WHAT TO DO:
Scan each line of the records for the word "bool" and extract the ones that have it.

SUPPLIED RECORDS Block Start

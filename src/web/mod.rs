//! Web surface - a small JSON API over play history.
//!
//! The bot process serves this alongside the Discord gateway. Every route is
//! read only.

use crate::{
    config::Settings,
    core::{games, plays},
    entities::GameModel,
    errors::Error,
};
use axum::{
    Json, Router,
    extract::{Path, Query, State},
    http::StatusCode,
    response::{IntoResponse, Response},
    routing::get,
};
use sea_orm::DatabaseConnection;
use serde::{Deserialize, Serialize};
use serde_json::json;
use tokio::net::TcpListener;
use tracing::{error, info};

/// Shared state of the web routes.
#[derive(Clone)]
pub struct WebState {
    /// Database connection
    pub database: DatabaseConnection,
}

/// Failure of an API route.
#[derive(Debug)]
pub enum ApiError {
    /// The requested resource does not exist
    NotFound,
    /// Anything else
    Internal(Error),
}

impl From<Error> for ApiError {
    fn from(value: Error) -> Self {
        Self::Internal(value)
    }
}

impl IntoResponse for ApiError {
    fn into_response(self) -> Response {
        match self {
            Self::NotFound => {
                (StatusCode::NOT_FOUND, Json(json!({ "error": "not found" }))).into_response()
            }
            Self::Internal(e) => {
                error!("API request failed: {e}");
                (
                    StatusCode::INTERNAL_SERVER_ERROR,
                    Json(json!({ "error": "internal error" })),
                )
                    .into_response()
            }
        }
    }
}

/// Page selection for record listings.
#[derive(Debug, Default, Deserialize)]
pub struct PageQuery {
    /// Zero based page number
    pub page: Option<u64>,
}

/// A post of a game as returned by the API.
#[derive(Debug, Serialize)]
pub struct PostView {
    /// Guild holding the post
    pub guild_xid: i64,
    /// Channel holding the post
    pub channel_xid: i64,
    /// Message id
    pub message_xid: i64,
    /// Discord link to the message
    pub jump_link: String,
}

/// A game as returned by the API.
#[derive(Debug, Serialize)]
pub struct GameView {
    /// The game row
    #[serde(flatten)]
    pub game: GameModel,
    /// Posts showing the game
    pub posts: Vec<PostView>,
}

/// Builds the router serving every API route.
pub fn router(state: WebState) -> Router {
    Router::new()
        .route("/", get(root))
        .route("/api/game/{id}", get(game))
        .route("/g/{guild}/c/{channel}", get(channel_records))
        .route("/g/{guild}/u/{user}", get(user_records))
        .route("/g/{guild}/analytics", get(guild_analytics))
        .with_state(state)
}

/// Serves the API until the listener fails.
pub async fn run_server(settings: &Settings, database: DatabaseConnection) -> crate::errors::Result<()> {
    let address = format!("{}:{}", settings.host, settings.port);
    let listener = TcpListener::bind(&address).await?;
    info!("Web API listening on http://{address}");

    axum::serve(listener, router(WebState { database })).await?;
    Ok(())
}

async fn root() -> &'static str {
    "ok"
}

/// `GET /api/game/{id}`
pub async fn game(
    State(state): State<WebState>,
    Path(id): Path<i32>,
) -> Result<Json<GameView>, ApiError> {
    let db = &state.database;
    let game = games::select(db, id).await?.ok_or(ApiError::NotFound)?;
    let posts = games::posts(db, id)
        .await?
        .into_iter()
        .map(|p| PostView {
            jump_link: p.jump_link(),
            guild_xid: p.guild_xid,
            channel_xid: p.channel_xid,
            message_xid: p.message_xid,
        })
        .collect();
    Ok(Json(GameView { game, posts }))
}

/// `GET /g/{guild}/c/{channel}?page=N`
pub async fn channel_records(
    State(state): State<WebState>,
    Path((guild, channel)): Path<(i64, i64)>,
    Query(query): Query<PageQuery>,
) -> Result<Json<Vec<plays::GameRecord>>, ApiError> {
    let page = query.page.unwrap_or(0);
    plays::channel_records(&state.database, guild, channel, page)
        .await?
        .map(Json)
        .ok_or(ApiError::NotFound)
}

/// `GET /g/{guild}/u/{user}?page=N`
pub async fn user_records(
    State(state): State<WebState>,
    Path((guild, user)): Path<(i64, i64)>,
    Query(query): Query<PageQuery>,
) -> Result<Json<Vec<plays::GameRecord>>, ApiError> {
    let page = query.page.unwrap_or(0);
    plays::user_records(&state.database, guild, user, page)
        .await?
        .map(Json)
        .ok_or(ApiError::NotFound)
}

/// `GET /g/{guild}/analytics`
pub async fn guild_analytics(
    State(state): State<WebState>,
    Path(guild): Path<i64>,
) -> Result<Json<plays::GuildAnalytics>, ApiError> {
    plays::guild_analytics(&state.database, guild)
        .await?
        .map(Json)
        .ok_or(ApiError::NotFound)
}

SUPPLIED RECORDS Block End
SUPPLIED RECORDS Block Start

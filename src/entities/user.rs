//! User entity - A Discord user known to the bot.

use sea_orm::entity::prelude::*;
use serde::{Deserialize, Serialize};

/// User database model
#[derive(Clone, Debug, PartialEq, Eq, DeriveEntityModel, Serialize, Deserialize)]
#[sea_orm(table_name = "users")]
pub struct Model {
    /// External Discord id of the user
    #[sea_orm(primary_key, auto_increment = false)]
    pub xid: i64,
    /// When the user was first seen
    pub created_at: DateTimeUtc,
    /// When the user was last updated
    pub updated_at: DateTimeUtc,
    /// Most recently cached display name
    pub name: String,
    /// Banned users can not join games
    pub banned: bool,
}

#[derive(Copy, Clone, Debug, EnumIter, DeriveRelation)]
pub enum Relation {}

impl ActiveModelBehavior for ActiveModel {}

SUPPLIED RECORDS Block End
SUPPLIED RECORDS Block Start

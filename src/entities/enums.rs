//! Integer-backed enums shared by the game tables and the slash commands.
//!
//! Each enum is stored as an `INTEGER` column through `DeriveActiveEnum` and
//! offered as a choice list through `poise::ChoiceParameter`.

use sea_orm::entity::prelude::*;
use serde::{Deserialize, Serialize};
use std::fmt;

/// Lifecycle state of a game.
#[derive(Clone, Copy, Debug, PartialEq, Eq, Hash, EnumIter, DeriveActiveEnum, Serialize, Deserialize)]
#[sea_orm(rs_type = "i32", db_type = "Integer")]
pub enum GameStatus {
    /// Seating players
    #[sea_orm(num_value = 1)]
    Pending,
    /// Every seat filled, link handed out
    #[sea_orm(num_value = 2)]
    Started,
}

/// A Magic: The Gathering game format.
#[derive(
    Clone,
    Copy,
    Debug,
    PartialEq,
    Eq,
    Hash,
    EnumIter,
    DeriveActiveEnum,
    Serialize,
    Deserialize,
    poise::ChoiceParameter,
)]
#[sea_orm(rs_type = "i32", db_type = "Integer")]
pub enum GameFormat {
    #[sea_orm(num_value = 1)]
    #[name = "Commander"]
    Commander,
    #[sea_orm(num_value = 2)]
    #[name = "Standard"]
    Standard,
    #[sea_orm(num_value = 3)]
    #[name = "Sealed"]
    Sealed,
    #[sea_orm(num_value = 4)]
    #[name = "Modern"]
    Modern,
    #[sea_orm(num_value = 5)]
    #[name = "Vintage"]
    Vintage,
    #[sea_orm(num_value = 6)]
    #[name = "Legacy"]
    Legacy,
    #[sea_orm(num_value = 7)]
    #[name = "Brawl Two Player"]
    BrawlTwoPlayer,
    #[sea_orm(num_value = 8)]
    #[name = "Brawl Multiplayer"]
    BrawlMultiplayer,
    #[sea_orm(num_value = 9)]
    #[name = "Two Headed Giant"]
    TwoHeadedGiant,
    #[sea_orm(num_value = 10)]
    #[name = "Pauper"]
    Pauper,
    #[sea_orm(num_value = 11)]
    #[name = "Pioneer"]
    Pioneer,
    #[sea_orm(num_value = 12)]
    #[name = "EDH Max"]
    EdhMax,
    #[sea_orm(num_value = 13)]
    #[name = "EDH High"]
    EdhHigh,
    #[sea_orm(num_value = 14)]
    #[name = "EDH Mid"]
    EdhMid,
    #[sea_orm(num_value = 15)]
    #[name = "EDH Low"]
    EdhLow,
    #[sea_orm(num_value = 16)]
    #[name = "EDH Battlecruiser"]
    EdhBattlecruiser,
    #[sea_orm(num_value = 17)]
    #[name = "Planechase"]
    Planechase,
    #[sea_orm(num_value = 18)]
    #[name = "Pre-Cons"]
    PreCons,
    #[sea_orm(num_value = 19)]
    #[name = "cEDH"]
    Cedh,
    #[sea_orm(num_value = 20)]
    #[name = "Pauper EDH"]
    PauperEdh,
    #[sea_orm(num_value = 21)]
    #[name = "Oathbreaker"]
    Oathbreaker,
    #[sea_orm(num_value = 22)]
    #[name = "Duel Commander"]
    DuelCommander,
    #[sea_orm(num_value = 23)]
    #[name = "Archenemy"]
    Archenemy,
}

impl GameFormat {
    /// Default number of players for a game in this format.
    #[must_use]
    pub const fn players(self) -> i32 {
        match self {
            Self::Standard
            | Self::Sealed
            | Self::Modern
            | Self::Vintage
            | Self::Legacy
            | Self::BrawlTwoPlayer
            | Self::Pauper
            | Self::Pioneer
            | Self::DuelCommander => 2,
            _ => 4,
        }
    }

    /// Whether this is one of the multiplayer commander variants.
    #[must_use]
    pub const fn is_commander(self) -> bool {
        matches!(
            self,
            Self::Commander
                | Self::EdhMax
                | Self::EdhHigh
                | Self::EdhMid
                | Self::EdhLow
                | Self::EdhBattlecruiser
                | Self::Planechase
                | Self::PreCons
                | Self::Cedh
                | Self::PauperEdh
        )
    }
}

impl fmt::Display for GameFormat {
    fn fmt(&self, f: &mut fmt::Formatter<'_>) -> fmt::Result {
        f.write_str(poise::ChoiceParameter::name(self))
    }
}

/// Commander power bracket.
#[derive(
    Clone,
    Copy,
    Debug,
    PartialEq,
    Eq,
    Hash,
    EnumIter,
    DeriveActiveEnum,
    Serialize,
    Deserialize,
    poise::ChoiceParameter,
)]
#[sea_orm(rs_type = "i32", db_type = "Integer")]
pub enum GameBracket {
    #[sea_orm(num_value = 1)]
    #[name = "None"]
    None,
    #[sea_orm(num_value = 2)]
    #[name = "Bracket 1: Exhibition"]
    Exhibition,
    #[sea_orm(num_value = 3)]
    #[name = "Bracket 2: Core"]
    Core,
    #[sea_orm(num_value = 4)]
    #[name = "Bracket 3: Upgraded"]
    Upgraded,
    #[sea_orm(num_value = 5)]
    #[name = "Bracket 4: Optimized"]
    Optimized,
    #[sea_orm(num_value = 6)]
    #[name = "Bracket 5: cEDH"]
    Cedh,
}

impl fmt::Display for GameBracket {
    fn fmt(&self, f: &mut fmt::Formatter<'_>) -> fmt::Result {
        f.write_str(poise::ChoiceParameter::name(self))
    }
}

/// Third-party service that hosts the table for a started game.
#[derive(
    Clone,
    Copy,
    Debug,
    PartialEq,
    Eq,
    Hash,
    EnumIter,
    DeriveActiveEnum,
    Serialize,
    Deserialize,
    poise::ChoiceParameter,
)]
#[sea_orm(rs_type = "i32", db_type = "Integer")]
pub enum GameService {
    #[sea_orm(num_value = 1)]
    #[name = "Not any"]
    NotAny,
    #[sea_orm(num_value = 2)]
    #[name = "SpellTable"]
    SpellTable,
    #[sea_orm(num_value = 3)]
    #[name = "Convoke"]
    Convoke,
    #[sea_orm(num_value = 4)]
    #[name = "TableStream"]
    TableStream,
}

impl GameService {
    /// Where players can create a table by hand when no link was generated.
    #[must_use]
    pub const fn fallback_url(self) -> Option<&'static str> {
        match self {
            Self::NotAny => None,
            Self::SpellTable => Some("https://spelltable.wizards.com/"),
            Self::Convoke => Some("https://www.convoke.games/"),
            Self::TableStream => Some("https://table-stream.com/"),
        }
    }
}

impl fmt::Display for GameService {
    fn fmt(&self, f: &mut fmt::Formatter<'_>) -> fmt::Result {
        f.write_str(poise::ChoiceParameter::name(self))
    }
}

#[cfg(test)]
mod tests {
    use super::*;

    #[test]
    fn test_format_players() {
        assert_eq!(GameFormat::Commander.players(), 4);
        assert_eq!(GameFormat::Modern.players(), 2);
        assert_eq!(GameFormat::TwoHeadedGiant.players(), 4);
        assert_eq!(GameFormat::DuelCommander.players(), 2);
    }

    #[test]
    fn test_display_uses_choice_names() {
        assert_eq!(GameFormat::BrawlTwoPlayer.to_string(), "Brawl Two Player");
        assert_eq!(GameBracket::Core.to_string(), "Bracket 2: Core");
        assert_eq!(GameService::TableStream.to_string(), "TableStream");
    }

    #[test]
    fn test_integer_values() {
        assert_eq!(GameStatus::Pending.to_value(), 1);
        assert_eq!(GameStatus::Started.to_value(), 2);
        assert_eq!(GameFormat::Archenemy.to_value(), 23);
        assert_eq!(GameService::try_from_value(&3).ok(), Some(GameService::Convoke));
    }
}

SUPPLIED RECORDS Block End

TASK SOLUTION:
    pub banned: bool,
    pub const fn is_commander(self) -> bool {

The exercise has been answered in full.